*Supplied data*.
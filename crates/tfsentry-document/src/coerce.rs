//! Conversion of configuration-language literals into generic [`Value`]s.

use crate::value::{Map, Value};
use hcl_edit::Span;
use hcl_edit::expr::{BinaryOperator, Expression, ObjectKey, UnaryOperator};
use hcl_edit::template::{Element, Template};

/// The expression needs an evaluation context (variables, functions, interpolation).
#[derive(Clone, Debug, PartialEq, Eq, thiserror::Error)]
#[error("{kind} expression cannot be evaluated without context")]
pub struct NotContextFree {
    pub kind: &'static str,
}

/// Convert a context-free HCL expression into a generic value.
///
/// Numbers become `f64` (precision loss beyond 2^53 is accepted). Arrays keep source
/// order; object keys are converted to their string form. Templates, heredocs, operators
/// and conditionals are evaluated when every operand is itself context-free.
pub fn coerce_expression(expr: &Expression) -> Result<Value, NotContextFree> {
    match expr {
        Expression::Null(_) => Ok(Value::Null),
        Expression::Bool(b) => Ok(Value::Bool(*b.value())),
        Expression::Number(n) => {
            let number = n.value();
            Ok(number
                .as_f64()
                .map(Value::Number)
                .unwrap_or_else(|| Value::String(number.to_string())))
        }
        Expression::String(s) => Ok(Value::String(s.value().clone())),
        Expression::Array(array) => array
            .iter()
            .map(coerce_expression)
            .collect::<Result<Vec<_>, _>>()
            .map(Value::List),
        Expression::Object(object) => {
            let mut map = Map::new();
            for (key, value) in object.iter() {
                map.insert(object_key(key)?, coerce_expression(value.expr())?);
            }
            Ok(Value::Map(map))
        }
        Expression::Parenthesis(paren) => coerce_expression(paren.inner()),
        Expression::StringTemplate(template) => render_template(template).map(Value::String),
        // `<<-` heredocs arrive already dedented by the parser.
        Expression::HeredocTemplate(heredoc) => {
            render_template(&heredoc.template).map(Value::String)
        }
        Expression::UnaryOp(op) => {
            let operand = coerce_expression(&op.expr)?;
            match (op.operator.value(), operand) {
                (UnaryOperator::Not, Value::Bool(b)) => Ok(Value::Bool(!b)),
                (UnaryOperator::Neg, operand) => Ok(Value::Number(-to_number(&operand)?)),
                _ => Err(NotContextFree { kind: "operator" }),
            }
        }
        Expression::BinaryOp(op) => {
            let lhs = coerce_expression(&op.lhs_expr)?;
            let rhs = coerce_expression(&op.rhs_expr)?;
            binary(*op.operator.value(), &lhs, &rhs)
        }
        Expression::Conditional(cond) => {
            let condition = coerce_expression(&cond.cond_expr)?;
            let on_true = coerce_expression(&cond.true_expr)?;
            let on_false = coerce_expression(&cond.false_expr)?;
            if to_bool(&condition)? {
                Ok(on_true)
            } else {
                Ok(on_false)
            }
        }
        Expression::Variable(_) => Err(NotContextFree { kind: "variable" }),
        Expression::Traversal(_) => Err(NotContextFree { kind: "traversal" }),
        Expression::FuncCall(_) => Err(NotContextFree { kind: "function call" }),
        Expression::ForExpr(_) => Err(NotContextFree { kind: "for" }),
    }
}

/// Concatenate a template whose interpolations are all context-free scalars.
fn render_template(template: &Template) -> Result<String, NotContextFree> {
    let mut out = String::new();
    let mut strip_next = false;
    for element in template.iter() {
        match element {
            Element::Literal(literal) => {
                let text = literal.value().as_str();
                if strip_next {
                    out.push_str(text.trim_start());
                } else {
                    out.push_str(text);
                }
                strip_next = false;
            }
            Element::Interpolation(interp) => {
                if interp.strip.strip_start() {
                    out.truncate(out.trim_end().len());
                }
                out.push_str(&scalar_string(&coerce_expression(&interp.expr)?)?);
                strip_next = interp.strip.strip_end();
            }
            Element::Directive(_) => return Err(NotContextFree { kind: "template directive" }),
        }
    }
    Ok(out)
}

fn binary(op: BinaryOperator, lhs: &Value, rhs: &Value) -> Result<Value, NotContextFree> {
    let value = match op {
        BinaryOperator::Eq => Value::Bool(lhs == rhs),
        BinaryOperator::NotEq => Value::Bool(lhs != rhs),
        BinaryOperator::And => Value::Bool(to_bool(lhs)? && to_bool(rhs)?),
        BinaryOperator::Or => Value::Bool(to_bool(lhs)? || to_bool(rhs)?),
        BinaryOperator::Less => Value::Bool(to_number(lhs)? < to_number(rhs)?),
        BinaryOperator::LessEq => Value::Bool(to_number(lhs)? <= to_number(rhs)?),
        BinaryOperator::Greater => Value::Bool(to_number(lhs)? > to_number(rhs)?),
        BinaryOperator::GreaterEq => Value::Bool(to_number(lhs)? >= to_number(rhs)?),
        BinaryOperator::Plus => Value::Number(to_number(lhs)? + to_number(rhs)?),
        BinaryOperator::Minus => Value::Number(to_number(lhs)? - to_number(rhs)?),
        BinaryOperator::Mul => Value::Number(to_number(lhs)? * to_number(rhs)?),
        BinaryOperator::Div | BinaryOperator::Mod => {
            let divisor = to_number(rhs)?;
            if divisor == 0.0 {
                return Err(NotContextFree { kind: "operator" });
            }
            let dividend = to_number(lhs)?;
            if op == BinaryOperator::Div {
                Value::Number(dividend / divisor)
            } else {
                Value::Number(dividend % divisor)
            }
        }
    };
    Ok(value)
}

/// Numeric operand; numeric strings convert the way the configuration language does.
fn to_number(value: &Value) -> Result<f64, NotContextFree> {
    match value {
        Value::Number(n) => Ok(*n),
        Value::String(s) => s
            .trim()
            .parse()
            .map_err(|_| NotContextFree { kind: "operator" }),
        _ => Err(NotContextFree { kind: "operator" }),
    }
}

fn to_bool(value: &Value) -> Result<bool, NotContextFree> {
    match value {
        Value::Bool(b) => Ok(*b),
        Value::String(s) if s == "true" => Ok(true),
        Value::String(s) if s == "false" => Ok(false),
        _ => Err(NotContextFree { kind: "operator" }),
    }
}

fn scalar_string(value: &Value) -> Result<String, NotContextFree> {
    match value {
        Value::String(s) => Ok(s.clone()),
        Value::Number(n) => Ok(format_number(*n)),
        Value::Bool(b) => Ok(b.to_string()),
        Value::Null | Value::List(_) | Value::Map(_) => {
            Err(NotContextFree { kind: "template" })
        }
    }
}

fn object_key(key: &ObjectKey) -> Result<String, NotContextFree> {
    match key {
        ObjectKey::Ident(ident) => Ok(ident.value().as_str().to_string()),
        ObjectKey::Expression(expr) => match coerce_expression(expr)? {
            Value::Null => Ok("null".to_string()),
            Value::List(_) | Value::Map(_) => Err(NotContextFree { kind: "collection key" }),
            scalar => scalar_string(&scalar),
        },
    }
}

/// Verbatim source text of an expression, used when it cannot be coerced.
///
/// Expressions without a span (parsed standalone) are re-encoded instead.
pub fn raw_source(expr: &Expression, source: &str) -> String {
    match expr.span().and_then(|span| source.get(span)) {
        Some(text) => text.trim().to_string(),
        None => expr.to_string().trim().to_string(),
    }
}

/// Convert a JSON value. Never fails: every JSON value has a generic counterpart.
pub fn coerce_json(value: serde_json::Value) -> Value {
    match value {
        serde_json::Value::Null => Value::Null,
        serde_json::Value::Bool(b) => Value::Bool(b),
        serde_json::Value::Number(n) => n
            .as_f64()
            .map(Value::Number)
            .unwrap_or_else(|| Value::String(n.to_string())),
        serde_json::Value::String(s) => Value::String(s),
        serde_json::Value::Array(items) => Value::List(items.into_iter().map(coerce_json).collect()),
        serde_json::Value::Object(obj) => Value::Map(
            obj.into_iter()
                .map(|(key, value)| (key, coerce_json(value)))
                .collect(),
        ),
    }
}

fn format_number(n: f64) -> String {
    if n.fract() == 0.0 && n.abs() < 1e15 {
        format!("{}", n as i64)
    } else {
        n.to_string()
    }
}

*Your objective*. Of all the entries above, repeat only the lines from the line that has "Ok(on_true)" to the line that has "Expression::Variable(_) => Err(NotContextFree", both lines included, exactly.

*Solution*.
                Ok(on_true)
            } else {
                Ok(on_false)
            }
        }
        Expression::Variable(_) => Err(NotContextFree { kind: "variable" }),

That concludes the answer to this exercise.